« Celui qui aime entre dans la dépendance de celui qui est aimé. »
Charles Péguy, Note conjointe sur M. Descartes et la philosophie cartésienne,« Mais que cela est triste, de désirer d’aimer, et d’être loin d’elle. J’y pense déjà moins, – et ne sais la regretter autrement que je regrette la chambre familière et commode, – les mains que j’avais coutume de serrer, distraitement, tout ce qui m’aidait, enfin, sans que je m’en doute, à vivre.
Qu’importe.
Il s’agit de rester debout. »
Louis Massignon, dans un texte daté du 22 novembre 1906.

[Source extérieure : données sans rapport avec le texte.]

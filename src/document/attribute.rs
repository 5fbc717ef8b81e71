/*
** This file is a part of HtmlGen (markup tree builder)
** Copyright (C) 2000-2025 Gurer Ozen
**
** HtmlGen is free software: you can redistribute it and/or modify it
** under the terms of the GNU Lesser General Public License as
** published by the Free Software Foundation, either version 3 of
** the License, or (at your option) any later version.
*/

use super::AttributeData;
use super::Document;
use super::NodeId;
use super::NodePayload;
use super::content::node_handle;

/// Handle to an attribute node.
///
/// An attribute without a value is a void attribute like `disabled`.
/// Once a value is set it cannot be made void again.
#[derive(Clone, Copy)]
pub struct Attribute<'a> {
    pub(super) id: NodeId,
    pub(super) doc: &'a Document,
}

node_handle!(Attribute, Attribute);

impl<'a> Attribute<'a> {
    fn with_data<R>(&self, f: impl FnOnce(&AttributeData) -> R) -> R {
        let tree = self.doc.tree.borrow();
        match &tree[self.id].payload {
            NodePayload::Attribute(data) => f(data),
            // Attribute handles are only made for attribute nodes
            _ => unreachable!(),
        }
    }

    pub fn name(&self) -> String {
        self.with_data(|data| data.name.clone())
    }

    pub fn has_name(&self, name: &str) -> bool {
        self.with_data(|data| data.name == name)
    }

    pub fn value(&self) -> Option<String> {
        self.with_data(|data| data.value.clone())
    }

    pub fn is_void(&self) -> bool {
        self.with_data(|data| data.value.is_none())
    }

    /// Sets the value, an empty string included.
    pub fn set_value(&self, value: &str) {
        let mut tree = self.doc.tree.borrow_mut();
        if let NodePayload::Attribute(data) = &mut tree[self.id].payload {
            data.value = Some(value.to_string());
        }
    }

    pub fn next_attribute(&self) -> Option<Attribute<'a>> {
        let next = self.doc.tree.borrow()[self.id].next;
        next.map(|id| Attribute::new(id, self.doc))
    }

    pub fn previous_attribute(&self) -> Option<Attribute<'a>> {
        let previous = self.doc.tree.borrow()[self.id].previous;
        previous.map(|id| Attribute::new(id, self.doc))
    }
}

Étrange mais belle étude, qui aurait mérité toutefois une relecture attentive et un chapitrage, que celle de Laure Meesemaecker sur Louis Massignon. La composition de ce livre semble obéir au souci ayant constamment animé l’érudit lorsqu’il a écrit ses propres textes bien souvent remarquables en s’inspirant de l’écriture coranique, dont le principe réside dans la « condensation » également appelée « durcissement » voire, nous dit Laure Meesemaecker, « calcination littérale » : « Mais ce livre [le Coran] n’est pas seulement un code; il appartient à ce genre de livres très rares, qui ouvre une perspective sur les fins dernières du langage, qui n’est pas un simple outil commercial, un jouet esthétique ou un moulin à idées, mais qui peut avoir prise sur le réel, et, en gauchissant sur la syntaxe, comme un avion sur l’aile, fait «décoller» de terre » (1).

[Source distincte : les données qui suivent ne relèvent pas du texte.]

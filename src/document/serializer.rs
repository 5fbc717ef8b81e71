/*
** This file is a part of HtmlGen (markup tree builder)
** Copyright (C) 2000-2025 Gurer Ozen
**
** HtmlGen is free software: you can redistribute it and/or modify it
** under the terms of the GNU Lesser General Public License as
** published by the Free Software Foundation, either version 3 of
** the License, or (at your option) any later version.
*/

use std::borrow::Cow;
use std::fmt::Write;

use tracing::debug;

use super::NodeId;
use super::NodePayload;
use super::Tag;
use super::Tree;
use crate::entities::escape_attribute;
use crate::entities::escape_comment;
use crate::entities::escape_text;
use crate::entities::escaped_size;

/// Controls the whitespace inserted between elements.
///
/// With formatting on, an element goes on its own line, indented by its
/// depth below the serialized node, when that depth is inside the
/// element's indent depth window. With formatting off nothing is
/// inserted at all.
#[derive(Clone, Debug, Eq, PartialEq)]
pub struct SerializeOptions {
    pub formatting: bool,
    pub indent: Cow<'static, str>,
    pub newline: Cow<'static, str>,
}

impl SerializeOptions {
    /// Compact output, no line breaks or indentation.
    pub const NO_FORMATTING: SerializeOptions = SerializeOptions {
        formatting: false,
        indent: Cow::Borrowed(""),
        newline: Cow::Borrowed(""),
    };

    pub fn new() -> SerializeOptions {
        SerializeOptions::default()
    }

    pub fn with_formatting(mut self, formatting: bool) -> SerializeOptions {
        self.formatting = formatting;
        self
    }

    pub fn with_indent(mut self, indent: impl Into<Cow<'static, str>>) -> SerializeOptions {
        self.indent = indent.into();
        self
    }

    pub fn with_newline(mut self, newline: impl Into<Cow<'static, str>>) -> SerializeOptions {
        self.newline = newline.into();
        self
    }
}

impl Default for SerializeOptions {
    fn default() -> Self {
        SerializeOptions {
            formatting: true,
            indent: Cow::Borrowed("\t"),
            newline: Cow::Borrowed("\n"),
        }
    }
}

struct Visitor {
    going_down: bool,
    current: Option<NodeId>,
    level: usize,
}

enum VisitorStep<'t> {
    StartTag(&'t Tag),
    EndTag(&'t Tag),
    Text(&'t str),
    Comment(&'t str),
    Attribute(NodeId),
}

impl Visitor {
    fn new(start: NodeId) -> Visitor {
        Visitor {
            going_down: true,
            current: Some(start),
            level: 0,
        }
    }

    fn step(&mut self, tree: &Tree, current: NodeId) {
        if self.going_down
            && let Some(child) = tree.tag(current).and_then(|tag| tag.children.first)
        {
            self.current = Some(child);
            self.level += 1;
            return;
        }
        if self.level == 0 {
            self.current = None;
            return;
        }
        match tree[current].next {
            Some(next) => {
                self.current = Some(next);
                self.going_down = true;
            }
            None => {
                self.level -= 1;
                self.current = tree[current].parent;
                self.going_down = false;
            }
        }
    }

    /// Next step and the depth of its node below the start node.
    fn next<'t>(&mut self, tree: &'t Tree) -> Option<(usize, VisitorStep<'t>)> {
        let old = self.current?;
        let old_going_down = self.going_down;
        let depth = self.level;
        self.step(tree, old);
        let step = match &tree[old].payload {
            NodePayload::Tag(tag) => {
                if old_going_down {
                    VisitorStep::StartTag(tag)
                } else {
                    VisitorStep::EndTag(tag)
                }
            }
            NodePayload::Text(text) => VisitorStep::Text(text),
            NodePayload::Comment(comment) => VisitorStep::Comment(comment),
            NodePayload::Attribute(_) => VisitorStep::Attribute(old),
        };
        Some((depth, step))
    }
}

fn write_attribute<W: Write>(tree: &Tree, id: NodeId, w: &mut W) -> std::fmt::Result {
    if let NodePayload::Attribute(data) = &tree[id].payload {
        w.write_str(&data.name)?;
        if let Some(value) = &data.value {
            w.write_str("=\"")?;
            escape_attribute(value, w)?;
            w.write_char('"')?;
        }
    }
    Ok(())
}

fn write_line_start<W: Write>(
    options: &SerializeOptions,
    depth: usize,
    w: &mut W,
) -> std::fmt::Result {
    w.write_str(&options.newline)?;
    for _ in 0..depth {
        w.write_str(&options.indent)?;
    }
    Ok(())
}

fn write_start_tag<W: Write>(tree: &Tree, tag: &Tag, w: &mut W) -> std::fmt::Result {
    w.write_char('<')?;
    w.write_str(&tag.name)?;
    let mut attribute = tag.attributes.first;
    while let Some(id) = attribute {
        w.write_char(' ')?;
        write_attribute(tree, id, w)?;
        attribute = tree[id].next;
    }
    w.write_char('>')?;
    if let Some(text) = &tag.inner_text {
        escape_text(text, w)?;
    }
    Ok(())
}

fn write_end_tag<W: Write>(tag: &Tag, w: &mut W) -> std::fmt::Result {
    w.write_str("</")?;
    w.write_str(&tag.name)?;
    w.write_char('>')
}

/// Writes the node and everything under it.
pub(super) fn write_node<W: Write>(
    tree: &Tree,
    id: NodeId,
    options: &SerializeOptions,
    w: &mut W,
) -> std::fmt::Result {
    // One entry per open tag: did any of its children go on a new line
    let mut broken: Vec<bool> = Vec::new();
    let mut visitor = Visitor::new(id);
    while let Some((depth, step)) = visitor.next(tree) {
        match step {
            VisitorStep::StartTag(tag) => {
                if options.formatting && depth > 0 && tag.indents_at(depth) {
                    write_line_start(options, depth, w)?;
                    if let Some(parent) = broken.last_mut() {
                        *parent = true;
                    }
                }
                write_start_tag(tree, tag, w)?;
                if tag.children.first.is_some() {
                    broken.push(false);
                } else if !tag.is_void {
                    write_end_tag(tag, w)?;
                }
            }
            VisitorStep::EndTag(tag) => {
                if broken.pop().unwrap_or(false) && options.formatting {
                    write_line_start(options, depth, w)?;
                }
                write_end_tag(tag, w)?;
            }
            VisitorStep::Text(text) => escape_text(text, w)?,
            VisitorStep::Comment(comment) => {
                w.write_str("<!--")?;
                escape_comment(comment, w)?;
                w.write_str("-->")?;
            }
            VisitorStep::Attribute(id) => write_attribute(tree, id, w)?,
        }
    }
    Ok(())
}

fn attribute_size(tree: &Tree, id: NodeId) -> usize {
    match &tree[id].payload {
        NodePayload::Attribute(data) => {
            data.name.len() + data.value.as_ref().map_or(0, |value| value.len() + 3)
        }
        _ => 0,
    }
}

/// Rough output size without any inserted whitespace, for preallocation.
fn estimated_size(tree: &Tree, id: NodeId) -> usize {
    let mut size = 0;
    let mut visitor = Visitor::new(id);
    while let Some((_, step)) = visitor.next(tree) {
        size += match step {
            VisitorStep::StartTag(tag) => {
                let mut tag_size = tag.name.len() * 2 + 5;
                tag_size += tag.inner_text.as_deref().map_or(0, escaped_size);
                let mut attribute = tag.attributes.first;
                while let Some(child) = attribute {
                    tag_size += 1 + attribute_size(tree, child);
                    attribute = tree[child].next;
                }
                tag_size
            }
            VisitorStep::EndTag(_) => 0,
            VisitorStep::Text(text) => escaped_size(text),
            VisitorStep::Comment(comment) => comment.len() + 7,
            VisitorStep::Attribute(id) => attribute_size(tree, id),
        };
    }
    size
}

/// Serializes a node into a new string.
pub(super) fn render(tree: &Tree, id: NodeId, options: &SerializeOptions) -> String {
    let mut buf = String::with_capacity(estimated_size(tree, id));
    // Writing into a String cannot fail
    let _ = write_node(tree, id, options, &mut buf);
    debug!(node = id.0, size = buf.len(), "serialized node");
    buf
}

#[cfg(test)]
mod tests {
    use super::*;

    #[test]
    fn default_options() {
        let options = SerializeOptions::new();
        assert!(options.formatting);
        assert_eq!(options.indent, "\t");
        assert_eq!(options.newline, "\n");
        assert_eq!(options, SerializeOptions::default());
    }

    #[test]
    fn option_builders() {
        let options = SerializeOptions::new()
            .with_indent("  ")
            .with_newline(String::from("\r\n"))
            .with_formatting(false);
        assert!(!options.formatting);
        assert_eq!(options.indent, "  ");
        assert_eq!(options.newline, "\r\n");
        assert!(!SerializeOptions::NO_FORMATTING.formatting);
    }
}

L’expression prise sur le réel, utilisée par Massignon dans ce très bel et juste extrait, peut faire sourire, lui que l’on confond désormais avec la légende commode d’une sorte de Lawrence d’Arabie, lui aussi homosexuel (« inverti », écrit Laure Meesemaecker, reprenant le vocabulaire de Massignon), un doux rêveur devant son génie bizarre, bien davantage qu’à une rigoureuse méthode scientifique, aux textes de Huysmans, Bloy et Claudel, qu’il admirait.
Comme l’écrit l’auteur : « Massignon est complètement démodé. Il est érudit, rêveur, un peu fou; il écrit un français admirable, mais n’a rien d’un scientifique et n’importe quel texte de lui ouvert au hasard le révèle » (p. 24).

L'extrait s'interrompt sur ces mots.